• REQUIRED WORK
Among the lines below, which ones contain the word "throttle"? Copy every such line.

RAW DATA START

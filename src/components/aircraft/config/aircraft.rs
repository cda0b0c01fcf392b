use serde::{Deserialize, Serialize};
use std::path::{Path, PathBuf};

use crate::components::aircraft::config::{
    trainer_surfaces, MassModel, PowerplantConfig, SurfaceConfig,
};
use crate::components::aircraft::controls::{ControlScheme, ControlSurfaceMap, DeflectionLimits};
use crate::components::aircraft::model::Aircraft;
use crate::components::aerodynamics::AerodynamicSurface;
use crate::components::propulsion::PowerPlant;
use crate::utils::ConfigError;

/// Everything needed to build an [`Aircraft`]: mass properties, engine and surfaces.
#[derive(Debug, Clone, PartialEq, Serialize, Deserialize)]
pub struct AircraftConfig {
    /// Name of the aircraft, used in logs.
    pub name: String,
    pub mass: MassModel,
    #[serde(default)]
    pub engine: PowerplantConfig,
    /// Surfaces in collection order.
    pub surfaces: Vec<SurfaceConfig>,
    #[serde(default)]
    pub limits: DeflectionLimits,
    #[serde(default)]
    pub control_scheme: ControlScheme,
    /// Ignore surface roles and address control surfaces by index (1, 2, 4, 5).
    #[serde(default)]
    pub indexed_surfaces: bool,
}

impl Default for AircraftConfig {
    /// The single-engine trainer.
    fn default() -> Self {
        Self {
            name: "Trainer".to_string(),
            mass: MassModel::trainer(),
            engine: PowerplantConfig::default(),
            surfaces: trainer_surfaces(),
            limits: DeflectionLimits::default(),
            control_scheme: ControlScheme::default(),
            indexed_surfaces: false,
        }
    }
}

impl AircraftConfig {
    /// Creates a new aircraft configuration from a given source.
    pub fn new(source: AircraftSource) -> Result<Self, ConfigError> {
        match source {
            AircraftSource::Trainer => Ok(Self::default()),
            AircraftSource::File(path) => Self::from_file(path),
        }
    }

    /// Reads and validates a YAML aircraft file.
    pub fn from_file<P: AsRef<Path>>(path: P) -> Result<Self, ConfigError> {
        let file_contents = std::fs::read_to_string(path)?;
        Self::from_yaml_str(&file_contents)
    }

    pub fn from_yaml_str(contents: &str) -> Result<Self, ConfigError> {
        let config: Self = serde_yaml::from_str(contents)?;
        config.validate()?;
        Ok(config)
    }

    pub fn to_yaml_string(&self) -> Result<String, ConfigError> {
        Ok(serde_yaml::to_string(self)?)
    }

    /// Checks the values the model itself cannot reject on construction.
    pub fn validate(&self) -> Result<(), ConfigError> {
        if self.surfaces.is_empty() {
            return Err(ConfigError::ValidationError(format!(
                "{}: at least one surface is required",
                self.name
            )));
        }
        if !(self.engine.thrust.is_finite() && self.engine.thrust >= 0.0) {
            return Err(ConfigError::ValidationError(format!(
                "{}: engine thrust must be finite and non-negative, got {}",
                self.name, self.engine.thrust
            )));
        }
        if !(0.0..=1.0).contains(&self.engine.throttle) {
            return Err(ConfigError::ValidationError(format!(
                "{}: throttle must lie in [0, 1], got {}",
                self.name, self.engine.throttle
            )));
        }
        let limits = [self.limits.aileron, self.limits.elevator, self.limits.rudder];
        if limits.iter().any(|l| !(l.is_finite() && *l >= 0.0)) {
            return Err(ConfigError::ValidationError(format!(
                "{}: deflection limits must be finite and non-negative",
                self.name
            )));
        }
        Ok(())
    }

    /// Builds the aircraft at rest at the origin, with sea-level defaults for the
    /// atmosphere. Use [`Aircraft::with_environment`] to change them.
    pub fn build(&self) -> Result<Aircraft, ConfigError> {
        self.validate()?;

        let rigid_body = self.mass.rigid_body()?;
        let engine = PowerPlant::from(&self.engine);
        let mut surfaces = self
            .surfaces
            .iter()
            .map(SurfaceConfig::build)
            .collect::<Result<Vec<AerodynamicSurface>, _>>()?;

        if self.indexed_surfaces {
            ControlSurfaceMap::tag_legacy(&mut surfaces)?;
        }

        Ok(Aircraft::from_parts(rigid_body, engine, surfaces)?
            .with_limits(self.limits)
            .with_control_scheme(self.control_scheme))
    }
}

/// Source for aircraft configuration.
/// Either the built-in trainer or a YAML file.
#[derive(Debug, Clone)]
pub enum AircraftSource {
    Trainer,
    File(PathBuf),
}

impl From<Option<PathBuf>> for AircraftSource {
    fn from(path: Option<PathBuf>) -> Self {
        path.map_or(AircraftSource::Trainer, AircraftSource::File)
    }
}
#![allow(dead_code)]

mod assertions;
mod fixtures;
mod test_app;

// Re-export
pub use assertions::{assert_aircraft_valid, assert_rigid_body_valid, assert_vector_eq};
pub use fixtures::*;
pub use test_app::{TelemetryLog, TestApp, TestAppBuilder};
use nalgebra::Vector3;
use serde::{Deserialize, Serialize};

use crate::components::aerodynamics::{AerodynamicSurface, SurfaceRole};
use crate::utils::{
    FlightModelError, MAX_AILERON_DEFLECTION, MAX_ELEVATOR_DEFLECTION, MAX_RUDDER_DEFLECTION,
};

/// Pilot stick and pedal input, each axis in [-1, 1].
#[derive(Debug, Default, Clone, Copy, PartialEq, Serialize, Deserialize)]
pub struct ControlInput {
    pub roll: f64,
    pub yaw: f64,
    pub pitch: f64,
}

impl ControlInput {
    pub fn new(roll: f64, yaw: f64, pitch: f64) -> Self {
        Self { roll, yaw, pitch }
    }

    pub fn neutral() -> Self {
        Self::default()
    }

    /// Every axis clamped into [-1, 1]. NaN becomes neutral.
    pub fn clamped(&self) -> Self {
        let clamp = |v: f64| if v.is_nan() { 0.0 } else { v.clamp(-1.0, 1.0) };
        Self {
            roll: clamp(self.roll),
            yaw: clamp(self.yaw),
            pitch: clamp(self.pitch),
        }
    }

    /// `(roll, yaw, pitch)`, matching the body axes `(forward, up, right)`.
    pub fn as_vector(&self) -> Vector3<f64> {
        Vector3::new(self.roll, self.yaw, self.pitch)
    }
}

/// Surface travel at full control input [deg].
#[derive(Debug, Clone, Copy, PartialEq, Serialize, Deserialize)]
#[serde(default)]
pub struct DeflectionLimits {
    pub aileron: f64,
    pub elevator: f64,
    pub rudder: f64,
}

impl Default for DeflectionLimits {
    fn default() -> Self {
        Self {
            aileron: MAX_AILERON_DEFLECTION,
            elevator: MAX_ELEVATOR_DEFLECTION,
            rudder: MAX_RUDDER_DEFLECTION,
        }
    }
}

/// How control input turns into rotation.
#[derive(Debug, Default, Clone, Copy, PartialEq, Serialize, Deserialize)]
pub enum ControlScheme {
    #[default]
    /// Deflect ailerons, elevator and rudder; rotation comes from their aerodynamics.
    Surfaces,
    /// Apply `input ⊙ torque` directly as body torque, faded in linearly with airspeed
    /// up to `full_authority_speed` [m/s].
    DirectTorque {
        torque: Vector3<f64>,
        full_authority_speed: f64,
    },
}

impl ControlScheme {
    pub fn direct_torque() -> Self {
        ControlScheme::DirectTorque {
            torque: Vector3::new(1_500_000.0, 1_000.0, 1_000_000.0),
            full_authority_speed: 150.0,
        }
    }

    /// Body torque for the direct scheme at `speed`; zero for [`ControlScheme::Surfaces`].
    pub fn control_torque(&self, input: &ControlInput, speed: f64) -> Vector3<f64> {
        match self {
            ControlScheme::Surfaces => Vector3::zeros(),
            ControlScheme::DirectTorque {
                torque,
                full_authority_speed,
            } => {
                let authority = if *full_authority_speed > 0.0 {
                    (speed / full_authority_speed).clamp(0.0, 1.0)
                } else {
                    1.0
                };
                input.as_vector().component_mul(torque) * authority
            }
        }
    }
}

/// Positions of the four control surfaces inside an aircraft's surface collection.
#[derive(Debug, Clone, Copy, PartialEq, Eq, Serialize, Deserialize)]
pub struct ControlSurfaceMap {
    left_aileron: usize,
    right_aileron: usize,
    elevator: usize,
    rudder: usize,
}

impl ControlSurfaceMap {
    /// Fixed layout used by untagged surface lists: 1, 2, 4 and 5.
    pub const LEGACY: Self = Self {
        left_aileron: 1,
        right_aileron: 2,
        elevator: 4,
        rudder: 5,
    };

    /// Smallest collection the legacy layout can address.
    pub const LEGACY_MIN_SURFACES: usize = 6;

    /// Find each control role in `surfaces`. Every role must appear exactly once.
    pub fn resolve(surfaces: &[AerodynamicSurface]) -> Result<Self, FlightModelError> {
        let find = |role: SurfaceRole| -> Result<usize, FlightModelError> {
            let mut matches = surfaces
                .iter()
                .enumerate()
                .filter(|(_, s)| s.role() == role)
                .map(|(i, _)| i);
            let index = matches
                .next()
                .ok_or_else(|| FlightModelError::MissingControlSurface(format!("{role:?}")))?;
            if matches.next().is_some() {
                return Err(FlightModelError::InvalidSurface(format!(
                    "{role:?} assigned to more than one surface"
                )));
            }
            Ok(index)
        };

        Ok(Self {
            left_aileron: find(SurfaceRole::LeftAileron)?,
            right_aileron: find(SurfaceRole::RightAileron)?,
            elevator: find(SurfaceRole::Elevator)?,
            rudder: find(SurfaceRole::Rudder)?,
        })
    }

    /// Tag `surfaces` with the legacy layout's roles.
    pub fn tag_legacy(surfaces: &mut [AerodynamicSurface]) -> Result<Self, FlightModelError> {
        if surfaces.len() < Self::LEGACY_MIN_SURFACES {
            return Err(FlightModelError::MissingControlSurface(format!(
                "legacy layout needs at least {} surfaces, got {}",
                Self::LEGACY_MIN_SURFACES,
                surfaces.len()
            )));
        }
        let map = Self::LEGACY;
        for (index, surface) in surfaces.iter_mut().enumerate() {
            let role = match index {
                i if i == map.left_aileron => SurfaceRole::LeftAileron,
                i if i == map.right_aileron => SurfaceRole::RightAileron,
                i if i == map.elevator => SurfaceRole::Elevator,
                i if i == map.rudder => SurfaceRole::Rudder,
                _ if is_control_role(surface.role()) => SurfaceRole::Other,
                _ => surface.role(),
            };
            surface.set_role(role);
        }
        Ok(map)
    }

    pub fn left_aileron(&self) -> usize {
        self.left_aileron
    }

    pub fn right_aileron(&self) -> usize {
        self.right_aileron
    }

    pub fn elevator(&self) -> usize {
        self.elevator
    }

    pub fn rudder(&self) -> usize {
        self.rudder
    }

    /// Write deflections for `input` onto the mapped surfaces.
    ///
    /// Indices past the end of `surfaces` are skipped.
    pub fn apply(
        &self,
        surfaces: &mut [AerodynamicSurface],
        input: &ControlInput,
        limits: &DeflectionLimits,
    ) {
        let aileron = input.roll * limits.aileron;
        let deflections = [
            (self.left_aileron, aileron),
            (self.right_aileron, -aileron),
            (self.elevator, -(input.pitch * limits.elevator)),
            (self.rudder, input.yaw * limits.rudder),
        ];
        for (index, deflection) in deflections {
            if let Some(surface) = surfaces.get_mut(index) {
                surface.deflection = deflection;
            }
        }
    }
}

fn is_control_role(role: SurfaceRole) -> bool {
    matches!(
        role,
        SurfaceRole::LeftAileron
            | SurfaceRole::RightAileron
            | SurfaceRole::Elevator
            | SurfaceRole::Rudder
    )
}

RAW DATA END

• EXPECTED ANSWER
        if !(0.0..=1.0).contains(&self.engine.throttle) {
                "{}: throttle must lie in [0, 1], got {}",
                self.name, self.engine.throttle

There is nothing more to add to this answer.